Blacklegged ticks are not typically born carrying Lyme disease. They have to get it from something, and typically, they get it from feeding on a mouse during their very first blood meal.
Think of it this way: mice are like mobile Lyme disease storage tanks scattered all over the forest floor. The ticks are delivery trucks carting around the bacteria, dumping it into empty storage tanks, and filling up from other ones along the way.
There are, roughly speaking, three main ingredients in the Lyme ecosystem: ticks, mice, and deer. But deer are what scientists call incompentent reservoirs, which means they don’t actually get infected with the bacteria that causes Lyme disease.
So if mice are storage tanks, and ticks are delivery trucks, the deer are more like the delivery truck factories because adult ticks literally reproduce on top of them, before dropping off to lay their eggs.

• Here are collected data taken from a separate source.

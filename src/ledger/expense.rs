use serde::{Deserialize, Serialize};

use super::date::CalendarDate;

/// Fixed spending categories. The declaration order doubles as the wire
/// encoding, so reordering variants breaks existing data files.
#[derive(Debug, Clone, Copy, Serialize, Deserialize, PartialEq, Eq, PartialOrd, Ord, Hash)]
pub enum Category {
    LearningSupplies,
    DailyNecessities,
    Transportation,
    Food,
    Other,
}

impl Category {
    /// All categories in declaration (wire) order.
    pub const ALL: [Category; 5] = [
        Category::LearningSupplies,
        Category::DailyNecessities,
        Category::Transportation,
        Category::Food,
        Category::Other,
    ];

    /// Stable wire index used by the data file.
    pub fn index(self) -> u32 {
        match self {
            Category::LearningSupplies => 0,
            Category::DailyNecessities => 1,
            Category::Transportation => 2,
            Category::Food => 3,
            Category::Other => 4,
        }
    }

    pub fn from_index(index: u32) -> Option<Self> {
        Category::ALL.get(index as usize).copied()
    }

    pub fn label(self) -> &'static str {
        match self {
            Category::LearningSupplies => "Learning supplies",
            Category::DailyNecessities => "Daily necessities",
            Category::Transportation => "Transportation",
            Category::Food => "Food",
            Category::Other => "Other",
        }
    }

    /// Label for a raw wire index, with a fallback for out-of-range values.
    /// Only diagnostics print the fallback; records never hold one.
    pub fn label_for_index(index: u32) -> &'static str {
        Category::from_index(index)
            .map(Category::label)
            .unwrap_or("unknown category")
    }

    /// Accepts either a display label (case-insensitive) or a bare wire
    /// index. The data file stores indices while the shell echoes labels.
    pub fn parse(input: &str) -> Option<Self> {
        let needle = input.trim();
        if let Ok(index) = needle.parse::<u32>() {
            return Category::from_index(index);
        }
        Category::ALL
            .iter()
            .copied()
            .find(|category| category.label().eq_ignore_ascii_case(needle))
    }
}

/// A single recorded expense.
#[derive(Debug, Clone, Serialize, Deserialize, PartialEq)]
pub struct Expense {
    pub id: u32,
    pub amount: f64,
    pub category: Category,
    pub date: CalendarDate,
    pub remarks: String,
}

impl Expense {
    pub fn new(
        id: u32,
        amount: f64,
        category: Category,
        date: CalendarDate,
        remarks: impl Into<String>,
    ) -> Self {
        Self {
            id,
            amount,
            category,
            date,
            remarks: remarks.into(),
        }
    }
}
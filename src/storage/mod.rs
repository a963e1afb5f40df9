//! Persistence for the expense ledger.

pub mod flat_file;

pub use flat_file::{load, save, LoadOutcome};
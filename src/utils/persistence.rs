//! Whole-file replacement shared by the data and config stores.

use std::{
    ffi::OsString,
    fs, io,
    path::{Path, PathBuf},
};

/// Sibling path a rewrite is staged to before the final rename. The full
/// original name is kept, so `expenses.dat` stages as `expenses.dat.tmp`.
pub fn staging_path(path: &Path) -> PathBuf {
    let mut name = path.file_name().map(OsString::from).unwrap_or_default();
    name.push(".tmp");
    path.with_file_name(name)
}

/// Replaces `path` with `contents` by writing a staged sibling and renaming
/// it into place. The previous contents survive any failure before the
/// rename.
pub fn replace_file(path: &Path, contents: &str) -> io::Result<()> {
    let staged = staging_path(path);
    fs::write(&staged, contents)?;
    fs::rename(&staged, path)?;
    Ok(())
}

Gross as all these details may be, they present an opportunity. If all three of these are required to spread Lyme, that gives three potential avenues to interrupt the cycle and spread of the disease. Why not just remove one of the ingredients and see what happens?

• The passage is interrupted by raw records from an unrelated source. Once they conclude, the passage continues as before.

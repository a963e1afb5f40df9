use assert_cmd::Command;
use predicates::str::contains;
use std::fs;
use tempfile::tempdir;

fn script_command(home: &std::path::Path) -> Command {
    let mut cmd = Command::cargo_bin("expense_core_cli").unwrap();
    cmd.env("EXPENSE_CORE_HOME", home)
        .env("EXPENSE_CORE_CLI_SCRIPT", "1")
        .env_remove("EXPENSE_CORE_TEST_CONFIRMS");
    cmd
}

#[test]
fn script_mode_records_and_lists_expenses() {
    let home = tempdir().unwrap();

    script_command(home.path())
        .write_stdin("add 12.50 Food 2024-03-15 lunch\nlist\nexit\n")
        .assert()
        .success()
        .stdout(contains("No data file found; starting a fresh ledger."))
        .stdout(contains("Expense added (id 1)."))
        .stdout(contains("lunch"))
        .stdout(contains("Saved 1 records"));

    let data = fs::read_to_string(home.path().join("expenses.dat")).unwrap();
    assert_eq!(data, "2\n1\n12.5\n3\n2024\n3\n15\nlunch\n");
}

#[test]
fn ledger_survives_across_processes() {
    let home = tempdir().unwrap();

    script_command(home.path())
        .write_stdin("add 5.00 Transportation 2024-03-10 bus\nexit\n")
        .assert()
        .success();

    script_command(home.path())
        .write_stdin("list\nexit\n")
        .assert()
        .success()
        .stdout(contains("Loaded 1 records"))
        .stdout(contains("bus"));
}

#[test]
fn scripted_confirms_cancel_then_delete() {
    let home = tempdir().unwrap();

    script_command(home.path())
        .env("EXPENSE_CORE_TEST_CONFIRMS", "n|y")
        .write_stdin("add 9.99 Other 2024-01-01 gift\ndelete 1\ndelete 1\nlist\nexit\n")
        .assert()
        .success()
        .stdout(contains("Deletion cancelled."))
        .stdout(contains("Record 1 deleted."))
        .stdout(contains("No records yet."));
}

#[test]
fn add_without_arguments_reports_usage_in_script_mode() {
    let home = tempdir().unwrap();

    script_command(home.path())
        .write_stdin("add\nexit\n")
        .assert()
        .success()
        .stdout(contains("usage: add <amount> <category> <YYYY-MM-DD> [remarks...]"))
        .stdout(contains("Use `help <command>` for usage details."));
}

#[test]
fn unknown_command_suggests_nearest_name() {
    let home = tempdir().unwrap();

    script_command(home.path())
        .write_stdin("lst\nexit\n")
        .assert()
        .success()
        .stdout(contains("Unknown command `lst`."))
        .stdout(contains("Suggestion: `list`?"));
}

#[test]
fn data_file_argument_overrides_default_location() {
    let home = tempdir().unwrap();
    let custom = home.path().join("books").join("personal.dat");
    fs::create_dir_all(custom.parent().unwrap()).unwrap();

    script_command(home.path())
        .arg(&custom)
        .write_stdin("add 3.00 Food 2024-02-01 tea\nexit\n")
        .assert()
        .success();

    assert!(custom.exists(), "records belong in the override file");
    assert!(
        !home.path().join("expenses.dat").exists(),
        "default location stays untouched"
    );
}

#[test]
fn corrupt_data_file_starts_empty_and_is_rewritten_on_exit() {
    let home = tempdir().unwrap();
    fs::create_dir_all(home.path()).unwrap();
    fs::write(
        home.path().join("expenses.dat"),
        "2\n1\ntwelve\n3\n2024\n3\n15\nlunch\n",
    )
    .unwrap();

    script_command(home.path())
        .write_stdin("list\nexit\n")
        .assert()
        .success()
        .stdout(contains("Could not read"))
        .stdout(contains("Starting with an empty ledger"))
        .stdout(contains("No records yet."));

    let rewritten = fs::read_to_string(home.path().join("expenses.dat")).unwrap();
    assert_eq!(rewritten, "1\n");
}

#[test]
fn stats_render_totals_and_breakdown() {
    let home = tempdir().unwrap();

    script_command(home.path())
        .write_stdin(
            "add 12.50 Food 2024-03-15 lunch\n\
             add 5.00 Transportation 2024-03-10 bus\n\
             stats\nexit\n",
        )
        .assert()
        .success()
        .stdout(contains("Total spent: 17.50"))
        .stdout(contains("Records: 2"))
        .stdout(contains("Average per record: 8.75"))
        .stdout(contains("Top category: Food (12.50)"))
        .stdout(contains("Largest single expense: 12.50 (Food, 2024-03-15)"));
}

Off the coast of Maine, Monhegan Island had an overabundance of deer and an abundance of ticks. So, in the 1990s, a proposal was made - to change the makeup of the island permanently by killing deer. The villagers hired a sharpshooter to do the job. They killed 72 that first winter; 35 the next year. For some reason, the number of ticks actually went up. And then, a final vote among residents: 31 to 23 in favor of complete eradication. The last 6 deer were killed in 1999. And a few years later, no infected ticks. It worked.
Islands are amazing places to do research because they are contained. The ocean is a natural border that limits the number of factors that can influence an experiment. So, if you want to see how change ripples through an environment, you’re more likely to see a direct cause and effect in an island ecosystem. You can introduce an element here, or take something away there and see what happens.
Nantucket is one of the worst affected areas for Lyme disease in the country. The island, located off Cape Cod in Massachusetts, is covered in beaches and salt marshes scrub oak and pine barrens, and tall grasses. But despite the beauty, it’s not actually quite as biologically diverse as the mainland. There are fewer species of plants, fewer species of animals.
Even though Nantucket is small, it’s many times the size of Monhegan and home to thousands of deer. Efforts to even cull the herd have been controversial so not only would it be logistically more difficult to eradicate them all, it’s politically unfeasible.
But there are two other organisms in the trifecta: two more opportunities to stop the cycle. Killing all the ticks is impossible for logistical reasons, which leaves mice. Scientists at MIT have come up with an idea to immunize the mice, a project called Mice Against Ticks. The plan would alter the genes of mice to block transmission of Lyme. Thousands of these modified mice would then be released onto the island.
But some of the very things that make islands wonderful places for research - fewer variables, fewer complications - are also drawbacks when applying these lessons to a mainland ecosystem with a dizzying number of variables.
Biodiversity is a huge part of whether and how Lyme rates increase and decrease in a given area, and it is just hard to measure. Lyme rates - in people - have been going up steadily since it was first discovered - but if you look year to year, there are booms and busts.
Remember way back to episode 1 and the epidemiological triangle? The third point was the environment. And in the case of the Lyme epidemic, it’s the point that we have been unintentionally sharpening for hundreds of years.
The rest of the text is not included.